Return the lines below that carry the word "InMemorySession".

========================================================================

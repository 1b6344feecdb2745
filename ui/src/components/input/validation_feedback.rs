use dioxus::prelude::*;

#[derive(Props, PartialEq, Clone)]
pub struct ValidationFeedbackProps {
    #[props(!optional)]
    pub message: Option<String>,
}

/// Inline error under a field; renders nothing when there is no message
#[component]
pub fn ValidationFeedback(props: ValidationFeedbackProps) -> Element {
    match props.message {
        Some(message) => rsx! {
            div {
                class: "validation-feedback invalid",
                style: "color: #ef4444; background-color: #fef2f2; border: 1px solid #ef4444; padding: 8px; border-radius: 4px; margin-top: 4px;",
                "⚠ {message}"
            }
        },
        None => rsx! {},
    }
}
use gloo_storage::{LocalStorage, Storage};
use serde::{Deserialize, Serialize};
use std::cell::RefCell;
use tracing::{info, warn};

use super::errors::{ClientError, ClientResult};
use super::types::UserRecord;

pub const SESSION_STORAGE_KEY: &str = "auth_session";

/// Token and user kept after a successful login or registration
#[derive(Serialize, Deserialize, Debug, Clone, PartialEq)]
pub struct StoredSession {
    pub token: String,
    pub user: UserRecord,
}

/// Receives the session once the wizard authenticates
pub trait SessionSink {
    fn login(&self, token: &str, user: &UserRecord) -> ClientResult<()>;

    fn logout(&self) -> ClientResult<()>;

    fn current(&self) -> ClientResult<Option<StoredSession>>;
}

/// Session persisted in browser localStorage
#[derive(Debug, Clone)]
pub struct BrowserSession {
    storage_key: String,
}

impl BrowserSession {
    pub fn new(storage_key: &str) -> Self {
        Self {
            storage_key: storage_key.to_string(),
        }
    }
}

impl Default for BrowserSession {
    fn default() -> Self {
        Self::new(SESSION_STORAGE_KEY)
    }
}

impl SessionSink for BrowserSession {
    fn login(&self, token: &str, user: &UserRecord) -> ClientResult<()> {
        let session = StoredSession {
            token: token.to_string(),
            user: user.clone(),
        };

        LocalStorage::set(&self.storage_key, &session).map_err(|e| ClientError::Storage {
            message: format!("Failed to store session in localStorage: {:?}", e),
        })?;

        info!("Session stored for user: {}", user.id);
        Ok(())
    }

    fn logout(&self) -> ClientResult<()> {
        LocalStorage::delete(&self.storage_key);
        info!("Session cleared");
        Ok(())
    }

    fn current(&self) -> ClientResult<Option<StoredSession>> {
        match LocalStorage::get::<StoredSession>(&self.storage_key) {
            Ok(session) => Ok(Some(session)),
            Err(gloo_storage::errors::StorageError::KeyNotFound(_)) => Ok(None),
            Err(e) => {
                warn!("Discarding unreadable stored session: {:?}", e);
                LocalStorage::delete(&self.storage_key);
                Ok(None)
            }
        }
    }
}

/// Process-local session, for tests and hosts without browser storage
#[derive(Debug, Default)]
pub struct InMemorySession {
    session: RefCell<Option<StoredSession>>,
}

impl InMemorySession {
    pub fn new() -> Self {
        Self::default()
    }
}

impl SessionSink for InMemorySession {
    fn login(&self, token: &str, user: &UserRecord) -> ClientResult<()> {
        *self.session.borrow_mut() = Some(StoredSession {
            token: token.to_string(),
            user: user.clone(),
        });
        Ok(())
    }

    fn logout(&self) -> ClientResult<()> {
        self.session.borrow_mut().take();
        Ok(())
    }

    fn current(&self) -> ClientResult<Option<StoredSession>> {
        Ok(self.session.borrow().clone())
    }
}

#[cfg(test)]
mod tests {
    use super::*;

    fn user() -> UserRecord {
        UserRecord {
            id: "42".to_string(),
            email: "ana@example.org".to_string(),
            name: "Ana".to_string(),
            role: "migrant".to_string(),
            bio: None,
            languages: vec!["pt".to_string()],
            categories: Vec::new(),
            created_at: None,
        }
    }

    #[test]
    fn test_in_memory_session_lifecycle() {
        let session = InMemorySession::new();
        assert_eq!(session.current().unwrap(), None);

        session.login("jwt-token", &user()).unwrap();
        let stored = session.current().unwrap().unwrap();
        assert_eq!(stored.token, "jwt-token");
        assert_eq!(stored.user.name, "Ana");

        session.logout().unwrap();
        assert_eq!(session.current().unwrap(), None);
    }
}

========================================================================

→ **Exercise solution**
pub struct InMemorySession {
impl InMemorySession {
impl SessionSink for InMemorySession {
        let session = InMemorySession::new();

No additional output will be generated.